- ICD-9-CM: 78.2

= Epiphysiodesis =

Epiphysiodesis is a pediatric orthopedic surgery procedure that aims at altering or stopping the bone growth naturally occurring through the growth plate also known as the physeal plate. There are two types of epiphysiodesis: temporary hemiepiphysiodesis and permanent epiphysiodesis. Temporary hemiepiphysiodesis is also known as guided growth surgery or growth modulation surgery. Temporary hemiepiphysiodesis is reversible i.e. the metal implants used to achieve epiphysiodesis can be removed after the desired correction is achieved and the growth plate can thus resume its normal growth and function. In contrast, permanent epiphysiodesis is irreversible and the growth plate function cannot be restored after surgery. Both temporary hemiepiphysiodesis and permanent epiphysiodesis are used to treat a diverse array of pediatric orthopedic disorders but the exact indications for each procedure are different.

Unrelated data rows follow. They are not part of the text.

use indexmap::IndexMap;
use serde::Deserialize;
use serde_json::Value;

/// Info block shared by Swagger 2.0 and OpenAPI 3.x documents.
#[derive(Debug, Clone, Default, Deserialize)]
pub struct Info {
    #[serde(default)]
    pub title: Option<String>,
    #[serde(default)]
    pub description: Option<String>,
    #[serde(default)]
    pub version: Option<String>,
}

/// A path item as it appears on the wire: HTTP verbs (and the path-level
/// `parameters` key) mapped to raw values, decoded per entry.
pub type RawPathItem = IndexMap<String, Value>;

/// An operation object under a path verb (Swagger 2.0 / OpenAPI 3.x).
#[derive(Debug, Clone, Default, Deserialize)]
pub struct RawOperation {
    #[serde(default)]
    pub summary: Option<String>,
    #[serde(default)]
    pub description: Option<String>,
    #[serde(default)]
    pub tags: Vec<String>,
    #[serde(default)]
    pub produces: Vec<String>,
    #[serde(default)]
    pub consumes: Vec<String>,
    /// Raw parameter entries; each is either an inline parameter object or
    /// a `$ref` into the shared parameter section.
    #[serde(default)]
    pub parameters: Vec<Value>,
    #[serde(rename = "requestBody", default)]
    pub request_body: Option<RawRequestBody>,
    #[serde(default)]
    pub responses: IndexMap<String, Value>,
    #[serde(default)]
    pub security: Option<Value>,
}

/// OpenAPI 3.x request body: media types mapped to schema holders.
#[derive(Debug, Clone, Default, Deserialize)]
pub struct RawRequestBody {
    #[serde(default)]
    pub content: IndexMap<String, RawMediaObject>,
    #[serde(default)]
    pub required: Option<bool>,
}

#[derive(Debug, Clone, Default, Deserialize)]
pub struct RawMediaObject {
    #[serde(default)]
    pub schema: Option<RawMediaSchema>,
}

#[derive(Debug, Clone, Default, Deserialize)]
pub struct RawMediaSchema {
    #[serde(rename = "$ref", default)]
    pub ref_path: Option<String>,
}

/// A parameter object before classification. Field coverage is the union of
/// the three dialects; `paramType` is Swagger 1.0's spelling of `in`.
#[derive(Debug, Clone, Default, Deserialize)]
pub struct RawParameter {
    #[serde(default)]
    pub name: Option<String>,
    #[serde(rename = "in", default)]
    pub location: Option<String>,
    #[serde(rename = "paramType", default)]
    pub param_type: Option<String>,
    #[serde(default)]
    pub required: bool,
    #[serde(rename = "type", default)]
    pub type_name: Option<String>,
    #[serde(default)]
    pub description: Option<String>,
    #[serde(rename = "enum", default)]
    pub enum_values: Vec<Value>,
    #[serde(default)]
    pub schema: Option<RawParameterSchema>,
    #[serde(rename = "$ref", default)]
    pub ref_path: Option<String>,
    #[serde(rename = "x-exclude-from-bindings", default)]
    pub exclude_from_bindings: bool,
    #[serde(rename = "x-proxy-header", default)]
    pub proxy_header: Option<String>,
    #[serde(rename = "x-name-pattern", default)]
    pub name_pattern: Option<String>,
}

/// Inline schema attached to a parameter; when present it becomes the
/// effective type source for the parameter.
#[derive(Debug, Clone, Default, Deserialize)]
pub struct RawParameterSchema {
    #[serde(rename = "$ref", default)]
    pub ref_path: Option<String>,
    #[serde(rename = "type", default)]
    pub type_name: Option<String>,
    #[serde(rename = "enum", default)]
    pub enum_values: Vec<Value>,
}

/// A shared-schema (definition) object.
#[derive(Debug, Clone, Default, Deserialize)]
pub struct SchemaObject {
    #[serde(rename = "type", default)]
    pub type_name: Option<String>,
    #[serde(default)]
    pub description: Option<String>,
    #[serde(default)]
    pub properties: IndexMap<String, PropertySchema>,
    #[serde(default)]
    pub required: Vec<String>,
    #[serde(rename = "enum", default)]
    pub enum_values: Vec<Value>,
    #[serde(rename = "x-enum-labels", default)]
    pub enum_labels: Vec<String>,
}

/// One property inside a [`SchemaObject`].
#[derive(Debug, Clone, Default, Deserialize)]
pub struct PropertySchema {
    #[serde(rename = "$ref", default)]
    pub ref_path: Option<String>,
    #[serde(rename = "type", default)]
    pub type_name: Option<String>,
}
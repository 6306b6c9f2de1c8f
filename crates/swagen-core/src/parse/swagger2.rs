use indexmap::IndexMap;
use serde::Deserialize;
use serde_json::Value;

use super::common::{Info, RawParameter, RawPathItem, SchemaObject};

/// Top-level Swagger 2.0 document.
#[derive(Debug, Clone, Deserialize)]
pub struct Swagger2Document {
    pub swagger: String,
    pub info: Info,
    #[serde(default)]
    pub host: Option<String>,
    #[serde(rename = "basePath", default)]
    pub base_path: Option<String>,
    #[serde(default)]
    pub schemes: Vec<String>,
    #[serde(default)]
    pub consumes: Vec<String>,
    #[serde(rename = "securityDefinitions", default)]
    pub security_definitions: Option<Value>,
    #[serde(default)]
    pub security: Option<Value>,
    #[serde(default)]
    pub paths: IndexMap<String, RawPathItem>,
    #[serde(default)]
    pub definitions: IndexMap<String, SchemaObject>,
    /// Shared parameter section targeted by `#/parameters/Name` refs.
    #[serde(default)]
    pub parameters: IndexMap<String, RawParameter>,
}
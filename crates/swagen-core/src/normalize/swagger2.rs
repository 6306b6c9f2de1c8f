use serde_json::Value;

use crate::error::NormalizeError;
use crate::parse::common::{RawOperation, RawParameter};
use crate::parse::swagger2::Swagger2Document;
use crate::parse::decode;
use crate::view::{Document, HttpMethod, Operation};

use super::classifier::ParameterClassifier;
use super::identifier;
use super::registry::Registry;
use super::{OperationCollector, static_headers};

/// Normalize a Swagger 2.0 document: operations are the allow-listed verb
/// keys of each path item, and a path-level `parameters` key supplies
/// parameters shared by every verb under that path.
pub fn normalize(doc: &Swagger2Document) -> Result<Document, NormalizeError> {
    let registry = Registry::build(&doc.definitions, &doc.parameters)?;
    let mut collector = OperationCollector::new();

    for (path, item) in &doc.paths {
        let shared: Vec<Value> = match item.get("parameters") {
            Some(value) => decode("Swagger 2.0", value)?,
            None => Vec::new(),
        };

        for (key, value) in item {
            if key == "parameters" {
                continue;
            }
            let Some(method) = HttpMethod::from_key(key) else {
                continue;
            };
            let op: RawOperation = decode("Swagger 2.0", value)?;

            let mut classifier = ParameterClassifier::new(&registry);
            for raw_value in op.parameters.iter().chain(shared.iter()) {
                let raw: RawParameter = decode("Swagger 2.0", raw_value)?;
                classifier.classify(&raw)?;
            }

            let consumes = if op.consumes.is_empty() {
                &doc.consumes
            } else {
                &op.consumes
            };

            collector.push(Operation {
                path: path.clone(),
                method,
                method_name: identifier::method_name(key, path),
                summary: op.description.clone().or_else(|| op.summary.clone()),
                parameters: classifier.finish(),
                headers: static_headers(&op.produces, consumes),
                response_schema: op.responses.get("200").cloned(),
                tags: op.tags.clone(),
                is_secure: doc.security.is_some() || op.security.is_some(),
            })?;
        }
    }

    let operations = collector.finish();
    let fingerprint = Document::fingerprint_of(&operations);

    Ok(Document {
        description: doc.info.description.clone(),
        domain_base_url: base_url(doc),
        is_secure: doc.security_definitions.is_some(),
        operations,
        definitions: registry.definitions,
        enumerations: Vec::new(),
        fingerprint,
    })
}

/// `scheme://host/basePath` when all three pieces are declared, trailing
/// slashes trimmed; empty otherwise.
fn base_url(doc: &Swagger2Document) -> String {
    match (doc.schemes.first(), &doc.host, &doc.base_path) {
        (Some(scheme), Some(host), Some(base_path)) => {
            format!("{}://{}{}", scheme, host, base_path.trim_end_matches('/'))
        }
        _ => String::new(),
    }
}
use indexmap::IndexMap;
use serde_json::Value;

use crate::error::NormalizeError;
use crate::parse::common::RawParameter;
use crate::parse::swagger1::Swagger1Document;
use crate::view::{Document, HttpMethod, Operation, Parameter, ParameterLocation};

use super::identifier;
use super::{OperationCollector, static_headers};

/// Normalize a Swagger 1.0 document: operations are nested under per-path
/// `apis[].operations[]` with the method given explicitly. Only body, path,
/// query and form parameter kinds exist; there is no shared-schema section
/// and no nested-group synthesis.
pub fn normalize(doc: &Swagger1Document) -> Result<Document, NormalizeError> {
    let mut collector = OperationCollector::new();

    for api in &doc.apis {
        for op in &api.operations {
            let Some(method) = HttpMethod::from_key(&op.method) else {
                log::warn!(
                    "skipping operation with unauthorized method {} at {}",
                    op.method,
                    api.path
                );
                continue;
            };

            let method_name = op
                .nickname
                .clone()
                .unwrap_or_else(|| identifier::method_name(&op.method, &api.path));

            let parameters = op
                .parameters
                .iter()
                .filter_map(map_parameter)
                .collect::<Vec<_>>();

            collector.push(Operation {
                path: api.path.clone(),
                method,
                method_name,
                summary: op.summary.clone(),
                parameters,
                headers: static_headers(&op.produces, &[]),
                response_schema: None,
                tags: Vec::new(),
                is_secure: false,
            })?;
        }
    }

    let operations = collector.finish();
    let fingerprint = Document::fingerprint_of(&operations);

    Ok(Document {
        description: doc.description.clone(),
        domain_base_url: doc.base_path.clone().unwrap_or_default(),
        is_secure: false,
        operations,
        definitions: IndexMap::new(),
        enumerations: Vec::new(),
        fingerprint,
    })
}

fn map_parameter(raw: &RawParameter) -> Option<Parameter> {
    let kind = raw.param_type.as_deref().or(raw.location.as_deref());
    let location = match kind {
        Some("path") => ParameterLocation::Path,
        Some("query") => ParameterLocation::Query,
        Some("body") => ParameterLocation::Body,
        Some("form") | Some("formData") => ParameterLocation::Form,
        Some("header") => return None,
        other => {
            log::warn!("skipping parameter with unsupported paramType {:?}", other);
            return None;
        }
    };

    let name = match &raw.name {
        Some(name) => name.clone(),
        None => {
            log::warn!("skipping parameter without a name");
            return None;
        }
    };

    let is_singleton = raw.enum_values.len() == 1;
    let singleton_value: Option<Value> = is_singleton.then(|| raw.enum_values[0].clone());

    let pattern = match location {
        ParameterLocation::Query => raw.name_pattern.clone(),
        _ => None,
    };

    Some(Parameter {
        name,
        location,
        required: raw.required,
        ref_type: None,
        type_name: raw.type_name.clone(),
        is_collection: false,
        is_singleton,
        singleton_value,
        pattern,
    })
}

==Guided growth temporary hemiepiphysiodesis==
Temporary hemiepiphysiodesis is widely used to treat angular or coronal plane deformities around the knee in children i.e. deformities occurring in the medial/lateral plane as genu varum/ genu valgum. Additionally, it has been used to treat sagittal plane deformities i.e. deformities arising the anterior/posterior plane. Temporary hemiepiphysiodesis has also been used to treat deformities around the hips and ankles and in the upper extremity growth plates such as the distal radius growth plate. Temporary hemiepiphysiodesis works through arresting or inhibiting the physeal growth at one hemi-side of the growth plate. In consequence the other hemi-side is allowed to grow normally and unhindered. This process occurs gradually and steadily and eventually leads to correction of the angular deformity in most cases. Temporary hemiepiphysiodesis or guided growth surgery has been used to treat angular deformities in children with diverse bone and joint disorders such as rickets, Blount's disease, osteochondrodysplasias, arthrogryposis multiplex congenita, idiopathic, trauma, and renal osteodystrophy among others. Temporary hemiepiphysiodesis is increasingly been viewed as more simple and efficient alternative to the classic time-honored osteotomy or bone cutting practice. Bone osteotomy achieve deformity correction immediately while temporary hemiepiphysiodesis does so gradually. A variety of metal implants have been used to perform temporary hemiepiphysiodesis or guided growth surgery as a two-hole plate and screws and staples. Figure 1 Any metal implant originally used to achieve temporary hemiepiphysiodesis should be removed once the intended deformity correction is reached. Otherwise the child will go into the reverse deformity, a phenomenon known as overcorrection. For example, failure to remove the metal implant in due time for a child that was being treated for a genu varum can result in overcorrection to a genu valgum deformity and vice versa.

===Outcome and complications===
Generally, the results of temporary hemiepiphysiodesis or guided growth surgery are satisfactory. In contrast to osteotomy or external fixation correction, it is considered as a less traumatic and safe surgical method. The complications are of low profile in terms of severity and frequency generally. Yet, there are concerns about the use of temporary hemiepiphysiodesis in certain diseases as Blount's disease and osteochondrodysplasias. Mechanical failure of the metal implant as plate and screws and failure to achieve full correction of the deformity has been closely associated with the Blount's disease. Additionally, recurrence of bone deformity or rebound phenomenon and subsequent repeated surgeries has been closely linked to bone deformities arising from osteochondrodysplasias. Generally, children should be followed up for deformity recurrence or rebound after removal of the metal implant used to achieve deformity correction.

==Permanent epiphysiodesis==

===Outcome and complications===
The procedure must be performed for an appropriate duration during the patient's adolescent growth phase so that the limbs are near-equal in length by the end of skeletal growth. Poor timing can lead to a length mismatch, resulting in poor outcomes and significant patient morbidity.